== SOURCE INFORMATION ==

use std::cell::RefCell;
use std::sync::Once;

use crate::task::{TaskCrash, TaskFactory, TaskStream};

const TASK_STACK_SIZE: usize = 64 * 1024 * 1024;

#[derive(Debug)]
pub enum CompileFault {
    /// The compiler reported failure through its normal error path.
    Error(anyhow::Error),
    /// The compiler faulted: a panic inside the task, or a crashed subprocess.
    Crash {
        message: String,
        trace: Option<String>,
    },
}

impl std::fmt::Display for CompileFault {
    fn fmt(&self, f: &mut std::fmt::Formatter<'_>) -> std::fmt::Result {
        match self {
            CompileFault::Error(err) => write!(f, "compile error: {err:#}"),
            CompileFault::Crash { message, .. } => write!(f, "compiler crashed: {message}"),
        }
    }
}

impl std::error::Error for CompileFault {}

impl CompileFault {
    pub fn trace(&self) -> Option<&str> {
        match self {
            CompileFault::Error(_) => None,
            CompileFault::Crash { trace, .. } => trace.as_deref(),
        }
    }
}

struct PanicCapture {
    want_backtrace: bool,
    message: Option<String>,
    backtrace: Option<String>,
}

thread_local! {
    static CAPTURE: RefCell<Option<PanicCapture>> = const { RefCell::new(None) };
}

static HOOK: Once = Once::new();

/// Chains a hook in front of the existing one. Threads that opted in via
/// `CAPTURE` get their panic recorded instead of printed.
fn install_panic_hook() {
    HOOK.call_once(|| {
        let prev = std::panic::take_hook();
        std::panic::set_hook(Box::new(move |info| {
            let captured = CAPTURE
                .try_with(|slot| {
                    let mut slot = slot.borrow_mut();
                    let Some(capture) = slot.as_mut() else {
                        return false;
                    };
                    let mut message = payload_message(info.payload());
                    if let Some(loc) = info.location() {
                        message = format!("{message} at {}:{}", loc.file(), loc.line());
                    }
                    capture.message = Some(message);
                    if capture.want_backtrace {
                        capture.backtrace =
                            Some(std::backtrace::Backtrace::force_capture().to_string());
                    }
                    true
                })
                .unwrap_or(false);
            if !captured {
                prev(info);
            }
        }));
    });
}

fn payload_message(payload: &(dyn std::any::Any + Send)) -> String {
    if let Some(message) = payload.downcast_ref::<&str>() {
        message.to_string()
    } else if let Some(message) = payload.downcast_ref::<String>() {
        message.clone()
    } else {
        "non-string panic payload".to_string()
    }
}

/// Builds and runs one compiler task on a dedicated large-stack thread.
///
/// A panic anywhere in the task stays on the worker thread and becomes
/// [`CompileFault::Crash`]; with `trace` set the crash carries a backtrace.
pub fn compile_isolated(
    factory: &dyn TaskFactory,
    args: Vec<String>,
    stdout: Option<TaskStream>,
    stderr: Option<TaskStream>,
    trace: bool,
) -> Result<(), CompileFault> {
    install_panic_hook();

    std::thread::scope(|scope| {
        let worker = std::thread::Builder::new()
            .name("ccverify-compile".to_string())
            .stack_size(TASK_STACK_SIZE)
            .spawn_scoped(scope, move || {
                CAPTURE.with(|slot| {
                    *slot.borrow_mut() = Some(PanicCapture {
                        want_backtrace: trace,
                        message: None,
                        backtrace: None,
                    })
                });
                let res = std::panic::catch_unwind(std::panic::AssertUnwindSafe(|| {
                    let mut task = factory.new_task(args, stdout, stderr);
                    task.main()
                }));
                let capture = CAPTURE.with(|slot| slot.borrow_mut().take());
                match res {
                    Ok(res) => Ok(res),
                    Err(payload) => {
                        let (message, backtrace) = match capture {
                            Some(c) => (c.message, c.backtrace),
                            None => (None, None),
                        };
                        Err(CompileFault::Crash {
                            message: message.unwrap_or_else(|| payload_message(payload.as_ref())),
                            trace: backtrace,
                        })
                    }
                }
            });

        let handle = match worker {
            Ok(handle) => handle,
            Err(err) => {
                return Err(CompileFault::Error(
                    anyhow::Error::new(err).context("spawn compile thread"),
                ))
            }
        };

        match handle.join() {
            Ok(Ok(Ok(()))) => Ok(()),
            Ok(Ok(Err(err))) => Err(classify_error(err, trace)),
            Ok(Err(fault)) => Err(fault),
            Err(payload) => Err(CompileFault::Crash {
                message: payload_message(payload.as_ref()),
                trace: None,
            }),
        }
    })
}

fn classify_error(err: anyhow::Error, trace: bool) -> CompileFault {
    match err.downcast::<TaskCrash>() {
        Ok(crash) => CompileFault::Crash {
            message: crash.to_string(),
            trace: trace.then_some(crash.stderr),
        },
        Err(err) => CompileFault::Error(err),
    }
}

===

* _AIM OF THE EXERCISE_
The expected output is every line from the material above where "bool" can be found.

* _OUTPUT OF THE TASK_
    want_backtrace: bool,
    trace: bool,
fn classify_error(err: anyhow::Error, trace: bool) -> CompileFault {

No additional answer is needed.